Was it SAXA salt with the little bird being chassed by the little boy and it read ' see how it runs'? Was Sifta salt the one with the sailor?
Perhaps I have them the wrong way about.
Maggs,
It was Cerebos Salt with the little boy chasing the bird.
Thank you Motor man Mike,
My memory is not as good as I thought it was, but was there a sailor in one of the salt ads?
Maggs,
Thank you Dave,
I thought it was Sifta Sam. When we were children, I think advertising hoardings (which were everywhere then), were very clever and I can remember studying them.
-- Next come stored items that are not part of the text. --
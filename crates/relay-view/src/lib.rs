//! Reader-side half of the relay: merges persisted history, resumed streams
//! and the local live stream into one ordered list, and rate-limits how often
//! that list reaches the renderer.

/// Three-tier message merge engine.
pub mod merge;
/// Render-rate throttle.
pub mod throttle;
/// Merge and throttle wired together for one thread.
pub mod view;

pub use merge::{MergeStats, MessageMerge};
pub use throttle::{RenderThrottle, SubscriptionId, ThrottleConfig};
pub use view::ReaderView;
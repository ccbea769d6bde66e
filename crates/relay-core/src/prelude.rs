//! Common imports for producing and resuming relayed streams.
pub use crate::{
    AbortHandle, BatcherConfig, DeltaStore, HistoryStore, InMemoryDeltaStore,
    InMemoryHistoryStore, LiveStatus, LiveStream, Message, MessageId, RelayError, ResumeOutcome,
    ResumeReader, StreamEvent, StreamKey, StreamRelay, Termination, ThreadId,
};
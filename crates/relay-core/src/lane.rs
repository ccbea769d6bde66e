use std::future::Future;
use std::sync::atomic::{AtomicUsize, Ordering};

/// Single-slot operation lane: at most one operation runs at a time, and
/// waiters are admitted in arrival order.
#[derive(Debug, Default)]
pub struct FlushLane {
    slot: tokio::sync::Mutex<()>,
    in_flight: AtomicUsize,
    peak: AtomicUsize,
}

struct InFlight<'a>(&'a AtomicUsize);

impl Drop for InFlight<'_> {
    fn drop(&mut self) {
        self.0.fetch_sub(1, Ordering::SeqCst);
    }
}

impl FlushLane {
    pub fn new() -> Self {
        Self::default()
    }

    /// Waits for the slot, then runs `op` to completion while holding it.
    pub async fn run<F, T>(&self, op: F) -> T
    where
        F: Future<Output = T>,
    {
        let _slot = self.slot.lock().await;
        let now = self.in_flight.fetch_add(1, Ordering::SeqCst) + 1;
        self.peak.fetch_max(now, Ordering::SeqCst);
        let _guard = InFlight(&self.in_flight);
        op.await
    }

    /// Resolves once every operation queued before this call has settled.
    pub async fn settle(&self) {
        let _slot = self.slot.lock().await;
    }

    /// Number of operations currently holding the slot (0 or 1).
    pub fn in_flight(&self) -> usize {
        self.in_flight.load(Ordering::SeqCst)
    }

    /// Highest number of simultaneously running operations observed.
    pub fn peak(&self) -> usize {
        self.peak.load(Ordering::SeqCst)
    }
}

#[cfg(test)]
mod tests {
    use super::*;
    use std::sync::{Arc, Mutex};
    use std::time::Duration;

    #[tokio::test(start_paused = true)]
    async fn operations_never_overlap_and_run_in_order() {
        let lane = Arc::new(FlushLane::new());
        let order = Arc::new(Mutex::new(Vec::new()));

        let mut tasks = Vec::new();
        for i in 0..5_u64 {
            let lane = lane.clone();
            let order = order.clone();
            tasks.push(tokio::spawn(async move {
                lane.run(async {
                    tokio::time::sleep(Duration::from_millis(10 * (5 - i))).await;
                    order.lock().unwrap().push(i);
                })
                .await;
            }));
            tokio::task::yield_now().await;
        }
        for task in tasks {
            task.await.unwrap();
        }

        assert_eq!(lane.peak(), 1);
        assert_eq!(lane.in_flight(), 0);
        assert_eq!(*order.lock().unwrap(), vec![0, 1, 2, 3, 4]);
    }

    #[tokio::test(start_paused = true)]
    async fn settle_waits_for_running_operation() {
        let lane = Arc::new(FlushLane::new());
        let done = Arc::new(Mutex::new(false));

        let running = {
            let lane = lane.clone();
            let done = done.clone();
            tokio::spawn(async move {
                lane.run(async {
                    tokio::time::sleep(Duration::from_millis(50)).await;
                    *done.lock().unwrap() = true;
                })
                .await;
            })
        };
        tokio::task::yield_now().await;
        assert_eq!(lane.in_flight(), 1);

        lane.settle().await;
        assert!(*done.lock().unwrap());
        running.await.unwrap();
    }
}
use std::sync::{Arc, Mutex, MutexGuard, PoisonError, Weak};
use std::time::Duration;

use relay_core::ConfigError;
use tokio::task::JoinHandle;
use tokio::time::Instant;
use tracing::debug;

const MAX_FPS_ENV: &str = "RELAY_MAX_FPS";
const FPS_FACTOR_ENV: &str = "RELAY_FPS_FACTOR";

/// Paint cadence of a 60 Hz display.
pub const DEFAULT_FRAME_INTERVAL: Duration = Duration::from_nanos(16_666_667);

/// Delivery rate limits for a [`RenderThrottle`]. The most restrictive limit
/// wins.
#[derive(Clone, Debug, PartialEq)]
pub struct ThrottleConfig {
    /// Upper bound on deliveries per second of wall-clock time.
    pub max_fps: Option<f64>,
    /// Minimum number of host frames between deliveries.
    pub fps_factor: Option<f64>,
    /// Host paint interval `fps_factor` is measured in.
    pub frame_interval: Duration,
}

impl Default for ThrottleConfig {
    fn default() -> Self {
        Self {
            max_fps: None,
            fps_factor: None,
            frame_interval: DEFAULT_FRAME_INTERVAL,
        }
    }
}

impl ThrottleConfig {
    /// No limits: every `set` is delivered immediately.
    pub fn unthrottled() -> Self {
        Self::default()
    }

    /// Caps deliveries per second.
    pub fn max_fps(mut self, fps: f64) -> Self {
        self.max_fps = Some(fps);
        self
    }

    /// Requires `factor` host frames between deliveries.
    pub fn fps_factor(mut self, factor: f64) -> Self {
        self.fps_factor = Some(factor);
        self
    }

    pub fn frame_interval(mut self, interval: Duration) -> Self {
        self.frame_interval = interval;
        self
    }

    /// Reads `RELAY_MAX_FPS` and `RELAY_FPS_FACTOR`.
    pub fn from_env() -> Result<Self, ConfigError> {
        Self::from_lookup(|key| std::env::var(key).ok())
    }

    fn from_lookup(lookup: impl Fn(&str) -> Option<String>) -> Result<Self, ConfigError> {
        Ok(Self {
            max_fps: positive(&lookup, MAX_FPS_ENV)?,
            fps_factor: positive(&lookup, FPS_FACTOR_ENV)?,
            ..Self::default()
        })
    }

    /// Minimum time between two throttled deliveries.
    pub fn interval(&self) -> Duration {
        let by_fps = self
            .max_fps
            .filter(|fps| fps.is_finite() && *fps > 0.0)
            .map_or(Duration::ZERO, |fps| Duration::from_secs_f64(1.0 / fps));
        let by_frames = self
            .fps_factor
            .filter(|factor| factor.is_finite() && *factor > 0.0)
            .map_or(Duration::ZERO, |factor| self.frame_interval.mul_f64(factor));
        by_fps.max(by_frames)
    }
}

fn positive(
    lookup: &impl Fn(&str) -> Option<String>,
    key: &str,
) -> Result<Option<f64>, ConfigError> {
    let Some(raw) = lookup(key).filter(|v| !v.trim().is_empty()) else {
        return Ok(None);
    };
    let value: f64 = raw
        .trim()
        .parse()
        .map_err(|e| ConfigError::invalid(key, format!("{e}")))?;
    if !value.is_finite() || value <= 0.0 {
        return Err(ConfigError::invalid(key, "must be a positive number"));
    }
    Ok(Some(value))
}

/// Identifies a subscription on one [`RenderThrottle`].
#[derive(Clone, Copy, Debug, PartialEq, Eq, Hash)]
pub struct SubscriptionId(u64);

type Subscriber<T> = Arc<dyn Fn(&T) + Send + Sync>;

struct State<T> {
    current: T,
    latest: T,
    last_delivery: Option<Instant>,
    scheduled: Option<JoinHandle<()>>,
    /// Bumped on every delivery; a scheduled task for an older generation
    /// has been superseded.
    generation: u64,
    /// A value is waiting but no task could be scheduled for it.
    held: bool,
    subscribers: Vec<(SubscriptionId, Subscriber<T>)>,
    next_subscription: u64,
    disposed: bool,
}

struct Shared<T> {
    interval: Duration,
    state: Mutex<State<T>>,
}

fn lock<T>(mutex: &Mutex<T>) -> MutexGuard<'_, T> {
    mutex.lock().unwrap_or_else(PoisonError::into_inner)
}

/// Rate limiter between a high-frequency value source and its renderers.
///
/// Values passed to [`set`](Self::set) reach subscribers no sooner than the
/// configured interval after the previous delivery; intermediate values are
/// coalesced into the most recent one. Delayed deliveries run on the tokio
/// runtime the throttle is used from; without one, a value that arrives early
/// is held until a later `set` finds the interval elapsed or `set_instant`
/// is called.
pub struct RenderThrottle<T> {
    shared: Arc<Shared<T>>,
}

impl<T> RenderThrottle<T>
where
    T: Clone + Send + Sync + 'static,
{
    /// Throttle starting with `initial` as both current and latest value.
    pub fn new(initial: T, config: &ThrottleConfig) -> Self {
        Self {
            shared: Arc::new(Shared {
                interval: config.interval(),
                state: Mutex::new(State {
                    current: initial.clone(),
                    latest: initial,
                    last_delivery: None,
                    scheduled: None,
                    generation: 0,
                    held: false,
                    subscribers: Vec::new(),
                    next_subscription: 0,
                    disposed: false,
                }),
            }),
        }
    }

    /// Minimum spacing between deliveries.
    pub fn interval(&self) -> Duration {
        self.shared.interval
    }

    /// Last delivered value.
    pub fn current(&self) -> T {
        lock(&self.shared.state).current.clone()
    }

    /// Last requested value, delivered or not.
    pub fn latest(&self) -> T {
        lock(&self.shared.state).latest.clone()
    }

    /// Requests delivery of `value`, immediately if the interval since the
    /// last delivery elapsed, otherwise at the end of it.
    pub fn set(&self, value: T) {
        let mut state = lock(&self.shared.state);
        if state.disposed {
            return;
        }
        state.latest = value;
        if state.scheduled.is_some() {
            return;
        }
        let now = Instant::now();
        let due = state
            .last_delivery
            .map(|last| last + self.shared.interval)
            .filter(|due| *due > now);
        match (due, tokio::runtime::Handle::try_current()) {
            (Some(due), Ok(runtime)) => {
                let shared = Arc::downgrade(&self.shared);
                let generation = state.generation;
                state.scheduled = Some(runtime.spawn(deliver_at(shared, due, generation)));
            }
            (Some(_), Err(_)) => {
                debug!("no runtime for delayed render delivery, holding value");
                state.held = true;
            }
            (None, _) => deliver(state, now),
        }
    }

    /// Computes the next value from [`latest`](Self::latest) and sets it.
    pub fn update(&self, f: impl FnOnce(&T) -> T) {
        let next = f(&lock(&self.shared.state).latest);
        self.set(next);
    }

    /// Cancels any scheduled delivery and delivers `value` now.
    pub fn set_instant(&self, value: T) {
        let mut state = lock(&self.shared.state);
        if state.disposed {
            return;
        }
        if let Some(task) = state.scheduled.take() {
            task.abort();
        }
        state.latest = value;
        deliver(state, Instant::now());
    }

    /// Registers `callback` for every later delivery. Callbacks run outside
    /// the throttle's lock.
    pub fn subscribe(&self, callback: impl Fn(&T) + Send + Sync + 'static) -> SubscriptionId {
        let mut state = lock(&self.shared.state);
        let id = SubscriptionId(state.next_subscription);
        state.next_subscription += 1;
        if !state.disposed {
            state.subscribers.push((id, Arc::new(callback)));
        }
        id
    }

    /// Removes a callback. Returns whether it was registered.
    pub fn unsubscribe(&self, id: SubscriptionId) -> bool {
        let mut state = lock(&self.shared.state);
        let before = state.subscribers.len();
        state.subscribers.retain(|(sub, _)| *sub != id);
        state.subscribers.len() != before
    }

    /// Whether a requested value has not been delivered yet.
    pub fn is_pending(&self) -> bool {
        let state = lock(&self.shared.state);
        state.scheduled.is_some() || state.held
    }

    /// Cancels the pending delivery and drops all subscribers. Later sets are
    /// ignored.
    pub fn dispose(&self) {
        let mut state = lock(&self.shared.state);
        state.disposed = true;
        state.subscribers.clear();
        if let Some(task) = state.scheduled.take() {
            task.abort();
        }
    }

    pub fn is_disposed(&self) -> bool {
        lock(&self.shared.state).disposed
    }
}

impl<T> Drop for RenderThrottle<T> {
    fn drop(&mut self) {
        let mut state = lock(&self.shared.state);
        if let Some(task) = state.scheduled.take() {
            task.abort();
        }
    }
}

async fn deliver_at<T: Clone>(shared: Weak<Shared<T>>, due: Instant, generation: u64) {
    tokio::time::sleep_until(due).await;
    let Some(shared) = shared.upgrade() else {
        return;
    };
    let mut state = lock(&shared.state);
    if state.generation != generation {
        return;
    }
    state.scheduled = None;
    if state.disposed {
        return;
    }
    deliver(state, Instant::now());
}

/// Publishes `latest` and notifies subscribers after releasing the lock.
fn deliver<T: Clone>(mut state: MutexGuard<'_, State<T>>, now: Instant) {
    state.current = state.latest.clone();
    state.last_delivery = Some(now);
    state.generation += 1;
    state.held = false;
    let value = state.current.clone();
    let subscribers: Vec<Subscriber<T>> = state
        .subscribers
        .iter()
        .map(|(_, callback)| callback.clone())
        .collect();
    drop(state);
    for callback in subscribers {
        callback(&value);
    }
}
Oxydol, Persil, Fairy Soap, Spratts biscuits for dogs. I noticed on one of the Brum photo's 'Barber's Teas' with the little lady in her striped dress. I had actually forgotten about that one. Do you remember BEV and BON bottled coffee.
Maggs.
There are 2 photos of the old General Foods factory on the Francis Frith site. As they are copyright I cannot post the pictures but here is the link:
https://www.francisfrith.com/search/england/oxfordshire/banbury/photos/banbury_photos_21.htm
If that link does not work use the homepage:
https://www.francisfrith.com/
A large suburban house with attached stable block. It was designed and built in 1887 in a loosely Jacobean style by Thomas Henry Mansell of Birmingham for the industrialist Alfred Lovekin with panelling by Plunketts of Smith Street, Warwick. The house is of red stretcher bond brick with ashlar dressings and a tiled roof and has two storeys with attics and basement. The stable block is T-shaped in plan and attached to the west side of the house.
in 1901 the house was sold to Alfred Bird, son of the founder of Bird's Custard Company. He enlarged the house, adding the library and a sizeable conservatory to the east, and had Blossomfield Road moved northwards, away from the entrance front, and built a new entrance lodge at the end of the re-configured drive. He also employed Robert Bridgeman to ornament the house with statuary and furnished it with an extensive art collection which included paintings and also with panels of C16 and C17 Flemish stained glass, which survive in situ. Alfred Bird became M.P. for Wolverhampton West in 1910. In 1920 he was knighted and in 1922, the year of his death, he was made a baronet. His widow lived on at Tudor Grange until her death in 1943 and the house is believed to have been used as a Red Cross auxiliary hospital during and after the Second World War. In 1946 the house was bought by Warwickshire County Council and became a school for children with special needs until 1976 when it became part of Solihull Technical College.
Bird was a Gloucestershire-born man who registered as a pharmacist in Birmingham in 1842 and opened an experimental chemist's shop in Bull Street. Bird is most famous, however, for his custard creations - as the inventor of egg-free custard in 1837, to be precise. Bird died in 1878. His former premises, The Custard Factory in Digbeth. The five acre site was redeveloped from 1992 as an arts and media complex.